Problem to work on
Beneath this line is the data. Output exactly the lines from the line with "filename packages/core/src/lib.rs" to the line with "the lookup protocol", both ends included, and nothing more.
.....
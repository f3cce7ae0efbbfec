//! Latewire callable layer: type-erased functions with an optional target.
//!
//! This is the narrow waist of the latewire stack. Everything at this level
//! is a plain function plus (maybe) a target object - no tags, no trees, no
//! resolution policy. Higher layers decide *which* object a callable should
//! receive; this layer only stores the function shape and performs the
//! single-shot attachment.
//!
//! Use this layer for:
//! - Storing a method together with its receiver behind one call signature
//! - Deferring the receiver until a later [`Callable::late_bind`]
//! - Receiverless functions that never take a target
//!
//! # Example
//!
//! ```rust
//! use std::rc::Rc;
//! use latewire_callable::{Callable, TargetRef};
//!
//! struct Counter {
//!     step: i32,
//! }
//!
//! impl Counter {
//!     fn add(&self, n: i32) -> i32 {
//!         self.step + n
//!     }
//! }
//!
//! // The shape is recorded now; the receiver arrives later.
//! let mut callable: Callable<i32, i32> = Callable::deferred(Counter::add);
//! assert!(callable.needs_target());
//!
//! let counter: TargetRef = Rc::new(Counter { step: 10 });
//! callable.late_bind(&counter).unwrap();
//! assert_eq!(callable.invoke(32), 42);
//! ```

mod callable;
mod error;

pub use callable::{Callable, TargetRef};
pub use error::BindError;
//! Type-erased callables over a fixed signature.

use std::any::{type_name, Any};
use std::fmt;
use std::rc::Rc;

use crate::BindError;

/// Shared handle to a late-bind target of any concrete type.
///
/// This is the object-reference currency between the callable layer and
/// whatever locates targets above it. The callable downcasts it to the
/// concrete receiver type at bind time.
pub type TargetRef = Rc<dyn Any>;

/// A ready-to-run function behind the callable's signature.
type Thunk<A, R> = Rc<dyn Fn(A) -> R>;

/// Produces a [`Thunk`] from a target, or explains why it cannot.
type Binder<A, R> = Rc<dyn Fn(&TargetRef) -> Result<Thunk<A, R>, BindError>>;

/// Internal state of a [`Callable`].
///
/// The bound/unbound distinction is an explicit enum rather than a null
/// check so the single-shot binding guard can be exercised in isolation.
enum State<A, R> {
    /// No function at all. Never invokable.
    Empty,
    /// A receiverless function. Invokable, never takes a target.
    Free(Thunk<A, R>),
    /// A receiver-taking function waiting for its target.
    Deferred {
        /// Type name of the expected receiver, for diagnostics.
        expects: &'static str,
        binder: Binder<A, R>,
    },
    /// A function with its target captured. Invokable.
    Bound(Thunk<A, R>),
}

impl<A, R> Clone for State<A, R> {
    fn clone(&self) -> Self {
        match self {
            State::Empty => State::Empty,
            State::Free(f) => State::Free(Rc::clone(f)),
            State::Deferred { expects, binder } => State::Deferred {
                expects: *expects,
                binder: Rc::clone(binder),
            },
            State::Bound(f) => State::Bound(Rc::clone(f)),
        }
    }
}

/// A type-erased callable with signature `A -> R`.
///
/// A `Callable` stores one function of any receiver-taking or receiverless
/// shape behind a uniform call signature. Receiver-taking functions can be
/// constructed with their target up front ([`Callable::bound`]) or left
/// waiting for a single [`Callable::late_bind`] ([`Callable::deferred`]).
///
/// Multi-argument signatures use a tuple for `A`.
///
/// Cloning preserves the bound/unbound state exactly; a clone of a deferred
/// callable is itself bindable, independently of the original.
pub struct Callable<A, R = ()> {
    state: State<A, R>,
}

impl<A: 'static, R: 'static> Callable<A, R> {
    /// A callable with no function at all.
    ///
    /// Never invokable and never bindable; useful as a placeholder slot
    /// before wiring decides what goes there.
    pub fn empty() -> Self {
        Self {
            state: State::Empty,
        }
    }

    /// A callable around a receiverless function.
    ///
    /// Invokable immediately. Has no target slot, so [`Callable::late_bind`]
    /// refuses it and it never reports [`Callable::is_bound`].
    pub fn free(f: impl Fn(A) -> R + 'static) -> Self {
        Self {
            state: State::Free(Rc::new(f)),
        }
    }

    /// A callable around a receiver-taking function, bound to `target` now.
    pub fn bound<T: 'static>(f: impl Fn(&T, A) -> R + 'static, target: &Rc<T>) -> Self {
        let target = Rc::clone(target);
        Self {
            state: State::Bound(Rc::new(move |arg| f(&target, arg))),
        }
    }

    /// A callable around a receiver-taking function, with the target left
    /// open for a later [`Callable::late_bind`].
    pub fn deferred<T: 'static>(f: impl Fn(&T, A) -> R + 'static) -> Self {
        let f = Rc::new(f);
        let binder: Binder<A, R> = Rc::new(move |target: &TargetRef| {
            let target = Rc::clone(target)
                .downcast::<T>()
                .map_err(|_| BindError::WrongTargetType {
                    expected: type_name::<T>(),
                })?;
            let f = Rc::clone(&f);
            Ok(Rc::new(move |arg| f(&target, arg)) as Thunk<A, R>)
        });
        Self {
            state: State::Deferred {
                expects: type_name::<T>(),
                binder,
            },
        }
    }

    /// Attach the target to a deferred callable. Single-shot.
    ///
    /// # Errors
    ///
    /// * [`BindError::AlreadyBound`] - the callable already has its target.
    /// * [`BindError::NoTargetSlot`] - the callable is empty or receiverless.
    /// * [`BindError::WrongTargetType`] - `target` is not the receiver type
    ///   the stored function expects. The callable stays deferred and a
    ///   later bind with the right type succeeds.
    pub fn late_bind(&mut self, target: &TargetRef) -> Result<(), BindError> {
        match &self.state {
            State::Deferred { binder, .. } => {
                let thunk = binder(target)?;
                self.state = State::Bound(thunk);
                Ok(())
            }
            State::Bound(_) => Err(BindError::AlreadyBound),
            State::Empty | State::Free(_) => Err(BindError::NoTargetSlot),
        }
    }

    /// Run the stored function.
    ///
    /// # Panics
    ///
    /// Panics if the callable is empty or still waiting for its target.
    /// Callers gate invocation on [`Callable::is_callable`].
    pub fn invoke(&self, arg: A) -> R {
        match &self.state {
            State::Free(f) | State::Bound(f) => f(arg),
            State::Deferred { expects, .. } => {
                panic!("invoked a callable still waiting for its target (expects {expects})")
            }
            State::Empty => panic!("invoked an empty callable"),
        }
    }

    /// Whether a target has been attached.
    pub fn is_bound(&self) -> bool {
        matches!(self.state, State::Bound(_))
    }

    /// Whether this callable holds no function at all.
    pub fn is_empty(&self) -> bool {
        matches!(self.state, State::Empty)
    }

    /// Whether this callable is waiting for [`Callable::late_bind`].
    pub fn needs_target(&self) -> bool {
        matches!(self.state, State::Deferred { .. })
    }

    /// Whether [`Callable::invoke`] is legal right now.
    pub fn is_callable(&self) -> bool {
        matches!(self.state, State::Free(_) | State::Bound(_))
    }

    /// Type name of the receiver a deferred callable is waiting for.
    pub fn expected_target(&self) -> Option<&'static str> {
        match self.state {
            State::Deferred { expects, .. } => Some(expects),
            _ => None,
        }
    }
}

impl<A: 'static, R: 'static> Default for Callable<A, R> {
    fn default() -> Self {
        Self::empty()
    }
}

impl<A, R> Clone for Callable<A, R> {
    fn clone(&self) -> Self {
        Self {
            state: self.state.clone(),
        }
    }
}

impl<A, R> fmt::Debug for Callable<A, R> {
    fn fmt(&self, f: &mut fmt::Formatter<'_>) -> fmt::Result {
        match &self.state {
            State::Empty => write!(f, "Callable::Empty"),
            State::Free(_) => write!(f, "Callable::Free"),
            State::Deferred { expects, .. } => {
                write!(f, "Callable::Deferred(expects {expects})")
            }
            State::Bound(_) => write!(f, "Callable::Bound"),
        }
    }
}
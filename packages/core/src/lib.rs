//! Latewire core: target names and the late-binding protocol.
//!
//! This layer adds names to the raw callables of `latewire-callable`:
//! - [`TargetResolver`]: an optional target name plus the lookup protocol
//! - [`SearchRoot`]: the contract a tree of named components implements
//! - [`Tagged`]: capability for objects that know their own tag
//! - [`LateBound`]: a callable that can be wired to a component by name
//!
//! A [`LateBound`] is constructed during setup, before all components exist.
//! Once the tree is assembled, a single [`LateBound::bind`] against a search
//! root resolves the target name and attaches the object; from then on the
//! value behaves like a plain callable. Binding an already-bound (or
//! targetless) callable is a safe no-op, so a second resolution can never
//! corrupt an existing attachment.
//!
//! # Example
//!
//! ```rust
//! use latewire_core::{LateBound, ResolveError, SearchRoot, TargetRef};
//! use std::rc::Rc;
//!
//! struct Speaker;
//!
//! impl Speaker {
//!     fn play(&self, _note: i32) {}
//! }
//!
//! // A one-component "tree" standing in for the real naming collaborator.
//! struct Root(Rc<Speaker>);
//!
//! impl SearchRoot for Root {
//!     fn resolve_target(&self, name: &str) -> Result<TargetRef, ResolveError> {
//!         if name == "speaker" {
//!             Ok(Rc::clone(&self.0) as TargetRef)
//!         } else {
//!             Err(ResolveError::NotFound {
//!                 name: name.to_string(),
//!                 root: self.diagnostic_tag(),
//!             })
//!         }
//!     }
//!
//!     fn diagnostic_tag(&self) -> String {
//!         ":".to_string()
//!     }
//! }
//!
//! let root = Root(Rc::new(Speaker));
//!
//! // Declared before the target is known to exist.
//! let mut play: LateBound<i32> = LateBound::named(Speaker::play, "play", "speaker");
//! assert!(!play.is_bound());
//!
//! play.bind(&root).unwrap();
//! assert!(play.is_bound());
//! play.invoke(60);
//! ```

mod error;
mod late_bound;
mod resolver;

pub use error::{Error, ResolveError};
pub use late_bound::LateBound;
pub use resolver::{SearchRoot, Tagged, TargetResolver};

// Re-export callable types for convenience
pub use latewire_callable::{BindError, Callable, TargetRef};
.....
Expected answer
filename packages/core/src/lib.rs
//! Latewire core: target names and the late-binding protocol.
//!
//! This layer adds names to the raw callables of `latewire-callable`:
//! - [`TargetResolver`]: an optional target name plus the lookup protocol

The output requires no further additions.